- From: Richard Cyganiak <richard@cyganiak.de>
- Date: Tue, 10 May 2011 21:13:45 +0100
- To: David McNeil <dmcneil@revelytix.com>
- Cc: RDB2RDF WG <public-rdb2rdf-wg@w3.org>
On 10 May 2011, at 20:13, David McNeil wrote: > On the working group call today we were discussing whether SQL identifiers in R2RML should be interpreted in a case insensitive or case sensitive manner. I think I mis-heard Ted's proposal at the end. > > Ted - If you were saying that for the simplest case they need to be interpreted in a case _in_sensitive manner... then "yes" I agree. I don't think that works. Assuming I have my SQL quoting rules straight ... If I do: CREATE TABLE Foo (Bar INT); Then you are right; one can refer to these identifiers in a case-insensitive manner. All of these work: SELECT bar FROM foo; SELECT BAR FROM FOO; SELECT Bar FROM Foo; But if I do: CREATE TABLE "Foo" ("Bar" INT); Then neither of these will work in standard SQL: SELECT bar FROM foo; SELECT BAR FROM FOO; SELECT Bar FROM Foo; I *have* to put the identifiers into quotes again to refer to it: SELECT "Bar" FROM "Foo"; But identifiers in quotes are case-sensitive, so treating them in a case-insensitive manner will produce errors. SELECT "bar" or SELECT "BAR" doesn't work.

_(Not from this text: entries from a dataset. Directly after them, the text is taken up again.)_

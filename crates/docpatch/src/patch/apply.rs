//! The patch reducer.
//!
//! Documents are threaded through as `Option<Cow<Value>>`: `None` is the
//! absent document, and a patch that changes nothing hands its input back
//! untouched. The first effective patch clones the document once; every later
//! patch in the same fold mutates that owned copy.

use std::borrow::Cow;

use serde_json::{Number, Value};

use docpatch_path::{validate_path, Path, Segment};

use super::text::apply_text_patch;
use super::types::{shape_of, ApplyOptions, InsertPosition, Patch, PatchError};
use crate::keys::{ensure_array_keys, resolve_index, KeyGenerator};

// ── Path navigation ───────────────────────────────────────────────────────

fn target_error(at: &[Segment], segment: &Segment, found: &Value) -> PatchError {
    PatchError::Target {
        path: Path::from(at),
        segment: segment.clone(),
        found: shape_of(found),
    }
}

fn not_found(path: &[Segment]) -> PatchError {
    PatchError::NotFound {
        path: Path::from(path),
    }
}

/// One step down, failing when `segment` does not fit `current`'s shape.
fn step<'v>(
    current: &'v Value,
    segment: &Segment,
    at: &[Segment],
) -> Result<Option<&'v Value>, PatchError> {
    match (segment, current) {
        (Segment::Field(name), Value::Object(map)) => Ok(map.get(name)),
        (Segment::Index(_) | Segment::Key(_), Value::Array(arr)) => {
            Ok(resolve_index(arr, segment).map(|i| &arr[i]))
        }
        (_, other) => Err(target_error(at, segment, other)),
    }
}

fn step_mut<'v>(
    current: &'v mut Value,
    segment: &Segment,
    at: &[Segment],
) -> Result<Option<&'v mut Value>, PatchError> {
    match (segment, current) {
        (Segment::Field(name), Value::Object(map)) => Ok(map.get_mut(name)),
        (Segment::Index(_) | Segment::Key(_), Value::Array(arr)) => {
            Ok(resolve_index(arr, segment).and_then(|i| arr.get_mut(i)))
        }
        (_, other) => Err(target_error(at, segment, other)),
    }
}

/// Strict lookup: `Ok(None)` when something along `path` is missing, an error
/// when a segment meets the wrong kind of container.
fn probe<'v>(doc: &'v Value, path: &[Segment]) -> Result<Option<&'v Value>, PatchError> {
    let mut current = doc;
    for (depth, segment) in path.iter().enumerate() {
        match step(current, segment, &path[..depth])? {
            Some(next) => current = next,
            None => return Ok(None),
        }
    }
    Ok(Some(current))
}

/// Walk to the value at `path`, which must exist.
fn walk_mut<'v>(doc: &'v mut Value, path: &[Segment]) -> Result<&'v mut Value, PatchError> {
    let mut current = doc;
    for (depth, segment) in path.iter().enumerate() {
        current = match step_mut(current, segment, &path[..depth])? {
            Some(next) => next,
            None => return Err(not_found(&path[..=depth])),
        };
    }
    Ok(current)
}

// ── Individual patch applicators ──────────────────────────────────────────

fn add_number(target: &mut Value, delta: f64, path: &[Segment]) -> Result<(), PatchError> {
    let Value::Number(current) = target else {
        return Err(PatchError::NotANumber {
            path: Path::from(path),
            found: shape_of(target),
        });
    };
    if !delta.is_finite() {
        return Err(PatchError::NonFinite {
            path: Path::from(path),
        });
    }
    // integers stay integers while both operands are integral
    if let Some(int) = current.as_i64() {
        // i64::MAX as f64 rounds up to 2^63, which is out of range
        if delta.fract() == 0.0 && delta >= i64::MIN as f64 && delta < i64::MAX as f64 {
            if let Some(sum) = int.checked_add(delta as i64) {
                *target = Value::from(sum);
                return Ok(());
            }
        }
    }
    let sum = current.as_f64().map(|n| n + delta);
    *target = sum
        .and_then(Number::from_f64)
        .map(Value::Number)
        .ok_or_else(|| PatchError::NonFinite {
            path: Path::from(path),
        })?;
    Ok(())
}

fn set_at(
    parent: &mut Value,
    last: &Segment,
    value: Value,
    path: &[Segment],
) -> Result<(), PatchError> {
    let at = &path[..path.len() - 1];
    match (last, parent) {
        (Segment::Field(name), Value::Object(map)) => {
            map.insert(name.clone(), value);
            Ok(())
        }
        (Segment::Index(i), Value::Array(arr)) => {
            let len = arr.len();
            if *i < len {
                arr[*i] = value;
            } else if *i == len {
                arr.push(value);
            } else {
                return Err(PatchError::IndexOutOfBounds {
                    path: Path::from(path),
                    index: *i,
                    len,
                });
            }
            Ok(())
        }
        (Segment::Key(k), Value::Array(arr)) => {
            let idx = resolve_index(arr, last).ok_or_else(|| PatchError::KeyNotFound {
                path: Path::from(at),
                key: k.key.clone(),
            })?;
            arr[idx] = value;
            Ok(())
        }
        (_, other) => Err(target_error(at, last, other)),
    }
}

fn unset_at(parent: &mut Value, last: &Segment) {
    match (last, parent) {
        (Segment::Field(name), Value::Object(map)) => {
            map.shift_remove(name);
        }
        (Segment::Index(_) | Segment::Key(_), Value::Array(arr)) => {
            if let Some(idx) = resolve_index(arr, last) {
                arr.remove(idx);
            }
        }
        _ => {}
    }
}

fn splice_whole(
    target: &mut Value,
    position: InsertPosition,
    items: &[Value],
    path: &[Segment],
) -> Result<(), PatchError> {
    let Value::Array(arr) = target else {
        return Err(PatchError::NotAnArray {
            path: Path::from(path),
            found: shape_of(target),
        });
    };
    match position {
        InsertPosition::Before => {
            arr.splice(0..0, items.iter().cloned());
        }
        InsertPosition::After => arr.extend(items.iter().cloned()),
        InsertPosition::Replace => *arr = items.to_vec(),
    }
    Ok(())
}

fn splice_at_anchor(
    arr: &mut Vec<Value>,
    anchor: &Segment,
    position: InsertPosition,
    items: &[Value],
    path: &[Segment],
) -> Result<(), PatchError> {
    let at = &path[..path.len() - 1];
    let idx = match anchor {
        Segment::Index(i) if *i < arr.len() => *i,
        Segment::Index(i) => {
            return Err(PatchError::IndexOutOfBounds {
                path: Path::from(path),
                index: *i,
                len: arr.len(),
            })
        }
        Segment::Key(k) => {
            resolve_index(arr, anchor).ok_or_else(|| PatchError::KeyNotFound {
                path: Path::from(at),
                key: k.key.clone(),
            })?
        }
        Segment::Field(_) => return Err(not_found(path)),
    };
    let items = items.iter().cloned();
    match position {
        InsertPosition::Before => {
            arr.splice(idx..idx, items);
        }
        InsertPosition::After => {
            arr.splice(idx + 1..idx + 1, items);
        }
        InsertPosition::Replace => {
            arr.splice(idx..=idx, items);
        }
    }
    Ok(())
}

fn insert_at(
    parent: &mut Value,
    last: &Segment,
    position: InsertPosition,
    items: &[Value],
    path: &[Segment],
) -> Result<(), PatchError> {
    // An index or key over an array is an anchor; anything else addresses
    // the array to insert into.
    if last.is_array_segment() {
        if let Value::Array(arr) = &mut *parent {
            return splice_at_anchor(arr, last, position, items, path);
        }
    }
    let target = step_mut(parent, last, &path[..path.len() - 1])?
        .ok_or_else(|| not_found(path))?;
    splice_whole(target, position, items, path)
}

/// Apply `patch` to `doc` in place. `patch` must have a non-empty path.
fn apply_in_place(doc: &mut Value, patch: &Patch) -> Result<(), PatchError> {
    let path = patch.path().segments();
    let Some((last, parent_path)) = path.split_last() else {
        return Ok(());
    };
    let parent = walk_mut(doc, parent_path)?;
    match patch {
        Patch::Set { value, .. } | Patch::SetIfMissing { value, .. } => {
            set_at(parent, last, value.clone(), path)
        }
        Patch::Unset { .. } => {
            unset_at(parent, last);
            Ok(())
        }
        Patch::Insert {
            position, items, ..
        } => insert_at(parent, last, *position, items, path),
        Patch::Inc { amount, .. } => {
            let target = step_mut(parent, last, parent_path)?.ok_or_else(|| not_found(path))?;
            add_number(target, *amount, path)
        }
        Patch::Dec { amount, .. } => {
            let target = step_mut(parent, last, parent_path)?.ok_or_else(|| not_found(path))?;
            add_number(target, -*amount, path)
        }
        Patch::DiffMatchPatch { value, .. } => {
            let target = step_mut(parent, last, parent_path)?.ok_or_else(|| not_found(path))?;
            apply_text_patch(target, value, path)
        }
    }
}

fn apply_to_root<'a>(
    doc: Option<Cow<'a, Value>>,
    patch: &Patch,
) -> Result<Option<Cow<'a, Value>>, PatchError> {
    match patch {
        Patch::Set { value, .. } => Ok(Some(Cow::Owned(value.clone()))),
        Patch::Unset { .. } => Ok(None),
        Patch::SetIfMissing { value, .. } => match doc {
            Some(doc) => Ok(Some(doc)),
            None => Ok(Some(Cow::Owned(value.clone()))),
        },
        Patch::Insert {
            position, items, ..
        } => {
            let mut owned = doc.ok_or_else(|| not_found(&[]))?.into_owned();
            splice_whole(&mut owned, *position, items, &[])?;
            Ok(Some(Cow::Owned(owned)))
        }
        Patch::Inc { amount, .. } | Patch::Dec { amount, .. } => {
            let delta = if matches!(patch, Patch::Dec { .. }) {
                -*amount
            } else {
                *amount
            };
            let mut owned = doc.ok_or_else(|| not_found(&[]))?.into_owned();
            add_number(&mut owned, delta, &[])?;
            Ok(Some(Cow::Owned(owned)))
        }
        Patch::DiffMatchPatch { value, .. } => {
            let Some(doc) = doc else {
                return Ok(None);
            };
            let mut owned = doc.into_owned();
            apply_text_patch(&mut owned, value, &[])?;
            Ok(Some(Cow::Owned(owned)))
        }
    }
}

// ── Main apply functions ──────────────────────────────────────────────────

/// Apply a single patch.
///
/// A patch that changes nothing (`setIfMissing` on a present value, `unset`
/// or `diffMatchPatch` of a missing value) returns `doc` as given, so a
/// borrowed input stays borrowed.
pub fn apply_patch<'a>(
    doc: Option<Cow<'a, Value>>,
    patch: &Patch,
) -> Result<Option<Cow<'a, Value>>, PatchError> {
    let path = patch.path();
    if path.iter().any(Segment::is_focus_terminator) {
        return Err(PatchError::FocusTerminator { path: path.clone() });
    }
    validate_path(path)?;
    if path.is_root() {
        return apply_to_root(doc, patch);
    }
    let Some(doc) = doc else {
        return match patch {
            Patch::Unset { .. } | Patch::DiffMatchPatch { .. } => Ok(None),
            _ => Err(not_found(&[])),
        };
    };
    match patch {
        Patch::Unset { .. } | Patch::DiffMatchPatch { .. } if probe(&doc, path)?.is_none() => {
            return Ok(Some(doc))
        }
        Patch::SetIfMissing { .. } if probe(&doc, path)?.is_some() => return Ok(Some(doc)),
        _ => {}
    }
    let mut owned = doc.into_owned();
    apply_in_place(&mut owned, patch)?;
    Ok(Some(Cow::Owned(owned)))
}

/// Apply `patches` in order, as a left fold over [`apply_patch`].
///
/// When every patch is a no-op the result borrows `doc` itself:
///
/// ```
/// use docpatch::{apply_all, path, Patch};
/// use serde_json::json;
///
/// let doc = json!({"_type": "post", "title": "A"});
/// let out = apply_all(Some(&doc), &[Patch::set_if_missing(path!["title"], "B")])
///     .unwrap()
///     .unwrap();
/// assert!(std::ptr::eq(out.as_ref(), &doc));
/// ```
pub fn apply_all<'a>(
    doc: Option<&'a Value>,
    patches: &[Patch],
) -> Result<Option<Cow<'a, Value>>, PatchError> {
    patches
        .iter()
        .try_fold(doc.map(Cow::Borrowed), |acc, patch| apply_patch(acc, patch))
}

/// [`apply_all`], then post-process the result according to `options`.
pub fn apply_all_with<'a>(
    doc: Option<&'a Value>,
    patches: &[Patch],
    options: &ApplyOptions,
) -> Result<Option<Cow<'a, Value>>, PatchError> {
    let result = apply_all(doc, patches)?;
    if !options.ensure_keys {
        return Ok(result);
    }
    let Some(result) = result else {
        return Ok(None);
    };
    let mut keys = KeyGenerator::new().with_length(options.key_length);
    let keyed = match ensure_array_keys(result.as_ref(), &mut keys) {
        Cow::Owned(v) => Some(v),
        Cow::Borrowed(_) => None,
    };
    Ok(Some(keyed.map(Cow::Owned).unwrap_or(result)))
}

/// Owned variant of [`apply_all`] for callers that give up their document.
pub fn apply_patches(doc: Value, patches: &[Patch]) -> Result<Option<Value>, PatchError> {
    let result = patches
        .iter()
        .try_fold(Some(Cow::Owned(doc)), |acc, patch| apply_patch(acc, patch))?;
    Ok(result.map(Cow::into_owned))
}

// ── Tests ─────────────────────────────────────────────────────────────────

So I believe the two possible approaches are: a) never use quotes around identifiers in the mapping language; require that authors match the case that was used when creating the identifier if it was created with quotes; treat everything case-sensitive; let the implementation insert quotes around identifiers when it creates SQL queries (this is what D2RQ does) b) allow use of quotes in mapping language; require that authors match the quoting style that was used when creating the identifier; follow SQL rules for case sensitivity (quoted is case sensitive; unquoted is case insensitive); let the implementation use whatever quotes were provided by the author when it creates SQL queries (this is what I intended to propose as the resolution in the call) Best, Richard (Also tagging this as ISSUE-35)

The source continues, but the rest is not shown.